##### INPUT DATA #####

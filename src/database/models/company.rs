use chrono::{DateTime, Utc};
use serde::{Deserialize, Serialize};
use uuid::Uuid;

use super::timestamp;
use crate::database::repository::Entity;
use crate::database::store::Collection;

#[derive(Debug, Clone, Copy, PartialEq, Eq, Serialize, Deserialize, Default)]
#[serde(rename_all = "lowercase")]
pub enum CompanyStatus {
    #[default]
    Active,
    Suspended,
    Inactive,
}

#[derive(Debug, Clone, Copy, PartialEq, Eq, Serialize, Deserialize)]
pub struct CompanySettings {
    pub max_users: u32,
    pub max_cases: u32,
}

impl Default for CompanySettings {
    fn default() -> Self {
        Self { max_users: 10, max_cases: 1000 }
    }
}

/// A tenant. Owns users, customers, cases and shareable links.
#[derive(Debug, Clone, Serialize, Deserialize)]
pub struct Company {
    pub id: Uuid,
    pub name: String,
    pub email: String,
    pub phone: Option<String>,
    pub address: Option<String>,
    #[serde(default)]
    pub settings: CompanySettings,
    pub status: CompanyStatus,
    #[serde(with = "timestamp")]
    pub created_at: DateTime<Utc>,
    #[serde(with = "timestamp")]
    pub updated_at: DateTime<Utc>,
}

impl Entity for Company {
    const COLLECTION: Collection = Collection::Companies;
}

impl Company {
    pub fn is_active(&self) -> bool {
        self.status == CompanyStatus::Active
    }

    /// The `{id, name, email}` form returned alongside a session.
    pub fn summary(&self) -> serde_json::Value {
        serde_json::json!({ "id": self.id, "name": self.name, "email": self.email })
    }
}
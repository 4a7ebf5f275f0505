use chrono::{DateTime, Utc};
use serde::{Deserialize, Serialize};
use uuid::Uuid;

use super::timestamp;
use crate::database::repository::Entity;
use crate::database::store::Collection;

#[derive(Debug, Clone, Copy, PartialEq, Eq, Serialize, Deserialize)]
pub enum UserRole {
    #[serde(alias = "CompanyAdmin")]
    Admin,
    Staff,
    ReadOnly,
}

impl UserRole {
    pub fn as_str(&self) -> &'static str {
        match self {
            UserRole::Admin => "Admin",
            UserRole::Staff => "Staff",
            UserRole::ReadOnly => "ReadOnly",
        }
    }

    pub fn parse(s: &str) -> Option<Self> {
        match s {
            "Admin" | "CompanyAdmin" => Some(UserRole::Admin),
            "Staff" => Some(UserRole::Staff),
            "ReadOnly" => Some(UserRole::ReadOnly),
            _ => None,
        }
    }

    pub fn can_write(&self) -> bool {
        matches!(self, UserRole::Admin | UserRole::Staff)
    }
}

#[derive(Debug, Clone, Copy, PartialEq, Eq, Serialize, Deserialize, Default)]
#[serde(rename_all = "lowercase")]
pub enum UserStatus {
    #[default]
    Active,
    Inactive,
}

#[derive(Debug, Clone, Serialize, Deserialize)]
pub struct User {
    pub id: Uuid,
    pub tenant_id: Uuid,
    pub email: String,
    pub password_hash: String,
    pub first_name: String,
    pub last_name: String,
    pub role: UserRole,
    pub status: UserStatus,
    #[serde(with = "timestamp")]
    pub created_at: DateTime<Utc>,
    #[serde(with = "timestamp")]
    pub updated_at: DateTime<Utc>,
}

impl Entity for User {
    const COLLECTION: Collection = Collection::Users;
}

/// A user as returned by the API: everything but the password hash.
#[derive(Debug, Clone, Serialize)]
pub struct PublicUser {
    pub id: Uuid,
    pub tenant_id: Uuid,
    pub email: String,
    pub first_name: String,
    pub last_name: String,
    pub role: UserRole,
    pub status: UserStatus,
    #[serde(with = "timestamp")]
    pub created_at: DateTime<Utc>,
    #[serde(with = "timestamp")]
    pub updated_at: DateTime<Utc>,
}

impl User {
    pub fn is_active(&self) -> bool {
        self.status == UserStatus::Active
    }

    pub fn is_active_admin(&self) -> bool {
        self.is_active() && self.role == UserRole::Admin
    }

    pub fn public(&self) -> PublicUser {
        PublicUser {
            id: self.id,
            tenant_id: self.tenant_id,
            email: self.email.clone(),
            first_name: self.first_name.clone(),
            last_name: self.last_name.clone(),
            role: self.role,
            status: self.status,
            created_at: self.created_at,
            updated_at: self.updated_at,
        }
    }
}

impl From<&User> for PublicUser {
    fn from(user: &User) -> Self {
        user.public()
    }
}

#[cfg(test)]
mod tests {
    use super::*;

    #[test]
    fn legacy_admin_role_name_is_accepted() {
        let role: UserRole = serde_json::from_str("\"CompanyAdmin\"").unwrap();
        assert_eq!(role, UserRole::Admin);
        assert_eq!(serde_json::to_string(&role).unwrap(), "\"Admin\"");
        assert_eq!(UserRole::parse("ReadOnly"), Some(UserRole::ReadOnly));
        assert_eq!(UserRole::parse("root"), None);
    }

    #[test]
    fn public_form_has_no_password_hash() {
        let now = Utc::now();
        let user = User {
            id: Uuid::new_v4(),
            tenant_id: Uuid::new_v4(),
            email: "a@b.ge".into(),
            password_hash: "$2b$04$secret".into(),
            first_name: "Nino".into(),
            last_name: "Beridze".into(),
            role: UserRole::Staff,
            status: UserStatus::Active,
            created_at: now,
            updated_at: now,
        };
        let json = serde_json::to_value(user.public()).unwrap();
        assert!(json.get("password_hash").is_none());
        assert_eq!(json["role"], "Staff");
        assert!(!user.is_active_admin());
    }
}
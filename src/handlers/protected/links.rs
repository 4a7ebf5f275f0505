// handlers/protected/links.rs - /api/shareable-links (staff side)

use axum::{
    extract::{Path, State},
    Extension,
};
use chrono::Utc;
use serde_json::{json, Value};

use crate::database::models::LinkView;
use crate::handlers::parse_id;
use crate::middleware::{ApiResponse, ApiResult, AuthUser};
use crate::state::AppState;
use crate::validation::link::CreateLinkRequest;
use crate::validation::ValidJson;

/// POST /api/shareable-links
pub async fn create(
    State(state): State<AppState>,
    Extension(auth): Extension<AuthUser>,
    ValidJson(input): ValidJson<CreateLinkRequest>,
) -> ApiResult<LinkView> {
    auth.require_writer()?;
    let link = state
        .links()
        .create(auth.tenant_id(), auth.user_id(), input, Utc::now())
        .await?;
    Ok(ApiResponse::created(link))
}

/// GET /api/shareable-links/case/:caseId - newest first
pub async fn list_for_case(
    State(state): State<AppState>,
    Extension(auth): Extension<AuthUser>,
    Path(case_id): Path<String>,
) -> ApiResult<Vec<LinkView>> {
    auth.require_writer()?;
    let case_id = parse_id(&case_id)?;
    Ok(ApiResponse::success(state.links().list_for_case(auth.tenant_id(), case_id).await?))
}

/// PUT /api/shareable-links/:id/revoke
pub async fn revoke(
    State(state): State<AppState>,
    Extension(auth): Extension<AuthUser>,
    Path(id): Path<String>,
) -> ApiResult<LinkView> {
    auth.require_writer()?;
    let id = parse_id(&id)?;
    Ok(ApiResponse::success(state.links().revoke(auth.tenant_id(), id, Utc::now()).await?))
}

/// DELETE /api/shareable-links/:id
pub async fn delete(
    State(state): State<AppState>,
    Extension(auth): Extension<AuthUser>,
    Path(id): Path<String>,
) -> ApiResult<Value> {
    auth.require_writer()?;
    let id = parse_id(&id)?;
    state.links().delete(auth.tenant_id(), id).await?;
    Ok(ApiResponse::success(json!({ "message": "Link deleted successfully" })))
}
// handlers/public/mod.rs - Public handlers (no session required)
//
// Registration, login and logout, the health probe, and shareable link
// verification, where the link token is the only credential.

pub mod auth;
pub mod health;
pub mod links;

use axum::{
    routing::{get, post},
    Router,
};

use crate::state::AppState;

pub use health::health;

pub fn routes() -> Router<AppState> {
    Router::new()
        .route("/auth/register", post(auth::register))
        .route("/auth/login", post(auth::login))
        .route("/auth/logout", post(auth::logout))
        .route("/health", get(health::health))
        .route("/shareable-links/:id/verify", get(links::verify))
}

#####

= THE TASK =
Where a line of the data above includes the string "const", pull it out.

= WRITTEN SOLUTION =
    const COLLECTION: Collection = Collection::Companies;
    const COLLECTION: Collection = Collection::Users;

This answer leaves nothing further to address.